To handle current volumes, the team cares for emergency patients in three distinct and physically separate spaces – an often inconvenient and inefficient situation for families and staff.
However, on April 23, our ED will move into its new home in Children’s Building Hope expansion. The new ED increases capacity, expands the size of patient rooms, provides adjacent radiologic access and enhances staff visibility and communication. It also improves the way patients and families flow through the space and how caregivers respond to their needs.
“Our current Emergency Department wasn’t built to accommodate the number of patients we’re seeing today,” said Tony Woodward, MD, MBA, chief of emergency services at Seattle Children’s. “A larger facility with more treatment rooms and improved clinical workflow will reduce wait times and make a trip to the ED a far less stressful experience for patients and their families.”
More rooms, better communication and visibility
The new ED, designed with input from staff and families, will include 38 exam rooms – 17 more than our current ED. Each room is spacious, which enables parents to stay close to their children and allows medical teams the space they need to provide the best care possible for patients in routine and emergency situations. The additional capacity and improved efficiency will also help to decrease overall wait times and length of stay prior to discharge or hospital admission.
The new radiology center located in the ED also makes it more convenient to get medical imaging, ultrasound and fluoroscopy tests.
While many EDs are arranged with patient rooms that line long halls, our new space is extremely open. To improve visibility, teamwork and communication, and to reassure families that help is always near, patient rooms have large glass doors.
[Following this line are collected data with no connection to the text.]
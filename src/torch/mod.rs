//! Torch components
pub mod distributions;
pub mod ewc;
pub mod modules;
pub mod optimizers;
pub mod params;
pub mod policy;
pub mod updaters;
pub mod utils;

pub use distributions::DiagGaussian;
pub use ewc::{EwcRegularizer, FisherRefresh};
pub use modules::{Activation, Mlp, MlpConfig};
pub use params::ParamSet;
pub use policy::{ActorVCritic, PolicyStep};
pub use updaters::{PpoUpdater, UpdateError};
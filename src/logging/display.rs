//! Command-line table display
use super::{LogError, SummaryWriter};
use std::fmt;
use std::time::Duration;
use yansi::Paint;

/// Logging backend that displays each row as a table on standard output.
#[derive(Debug, Default, Copy, Clone, PartialEq, Eq, Hash)]
pub struct DisplayBackend;

impl SummaryWriter for DisplayBackend {
    fn write_row(
        &mut self,
        _step: u64,
        row: &[(String, f64)],
        elapsed: Duration,
    ) -> Result<(), LogError> {
        let key_width = row.iter().map(|(k, _)| k.len()).max().unwrap_or(0).max(15);
        let rule = "-".repeat(key_width + 20);
        println!("{}", rule);
        for (key, value) in row {
            println!(
                "| {:>width$} | {:>15} |",
                Paint::fixed(35, key),
                PrettyPrint(*value),
                width = key_width
            );
        }
        println!("{}", rule);
        println!("{}", Paint::fixed(8, format!("elapsed {:.1?}", elapsed)));
        Ok(())
    }
}

/// Display a number in fixed or scientific notation depending on its magnitude.
#[derive(Debug, Copy, Clone, PartialEq)]
pub struct PrettyPrint(pub f64);

impl fmt::Display for PrettyPrint {
    fn fmt(&self, f: &mut fmt::Formatter) -> fmt::Result {
        let magnitude = self.0.abs();
        let text = if (magnitude >= 1e6 || magnitude <= 1e-4) && self.0 != 0.0 && self.0.is_finite()
        {
            format!("{:.3e}", self.0)
        } else {
            format!("{:.4}", self.0)
        };
        f.pad(&text)
    }
}

#[cfg(test)]
mod tests {
    use super::*;
    use rstest::rstest;

    #[rstest]
    #[case(1.5, "1.5000")]
    #[case(0.0, "0.0000")]
    #[case(2.5e7, "2.500e7")]
    #[case(-3e-6, "-3.000e-6")]
    #[case(f64::NAN, "NaN")]
    fn pretty_print(#[case] value: f64, #[case] expected: &str) {
        assert_eq!(PrettyPrint(value).to_string(), expected);
    }

    #[test]
    fn pretty_print_pads() {
        assert_eq!(format!("{:>8}", PrettyPrint(1.0)), "  1.0000");
    }

    #[test]
    fn writes_row() {
        let row = vec![("Metrics/EpRet".to_string(), 12.0)];
        DisplayBackend
            .write_row(0, &row, Duration::from_secs(1))
            .unwrap();
    }
}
Caregivers will be stationed in central work stations where every room is visible.
Alcoves outside each room will provide families and caregivers space to confer. In addition, supplies will be stored close at hand to eliminate wasted travel time.
New model of care
After years of planning, and with input from families and staff, we’ve also improved how patients and families will move through the ED to ensure they receive timely care.
In the new ED, families will receive medical attention as soon as they arrive, and be moved to evaluation and treatment as efficiently as possible. Here are the ways this will happen:
- Changes to the intake & registration process: A registered nurse – rather than a registration specialist – greets families when they arrive. The nurse assesses the patient’s condition before a medication intake coordinator (MIC) – the person who collects the patient’s medication history – shows them to a room. Involving the nurse and MIC at the start of the process reduces potential delays in beginning treatment. Full registration will take place in the room after the primary care team sees the patient, eliminating another possible delay.
- Doing the “The Dance” with each patient: It can be time-consuming and frustrating for patients and families to explain their situation to each person involved in their care. A new process called “The Dance” will bring the entire primary care team into the patient’s room at the same time. The goal is for the team and the family to know the plan and put it into action as early as possible, without the family having to repeat their story multiple times.
- Earlier initiation of care: If a primary care team is not available immediately to see a patient, an “early initiation team” – consisting of a senior level resident or nurse practitioner and a nurse – will work with patients for the first part of their visit. Based on a uniform set of clinical standards, the early initiation team will decide whether to begin tests or provide pain interventions before handing off care to the primary care team. Parents involved in the design process said it was more important to initiate care as early as possible rather than wait for the primary care team to become available.
- Care team zones: Nurses will be assigned to support specific zones of rooms, allowing for better communication with patients and families as well as among the care team. The zones, along with an electronic tracking board, will help care teams better understand which staff members need extra support and who’s available to assist others.
To learn more about our new ED and the entire Building Hope expansion check out these resources:
- Building Hope Construction Blog: http://construction.seattlechildrens.org/
- Building Hope, Part 1: Top Ten Features of Cancer Inpatient Unit: http://pulse.seattlechildrens.org/top-ten-features-building-hope-cancer-inpatient-unit/
If you’re a member of the media and would like to learn more about Children’s new ED, please contact Children’s PR team at 206-987-4500 or at firstname.lastname@example.org.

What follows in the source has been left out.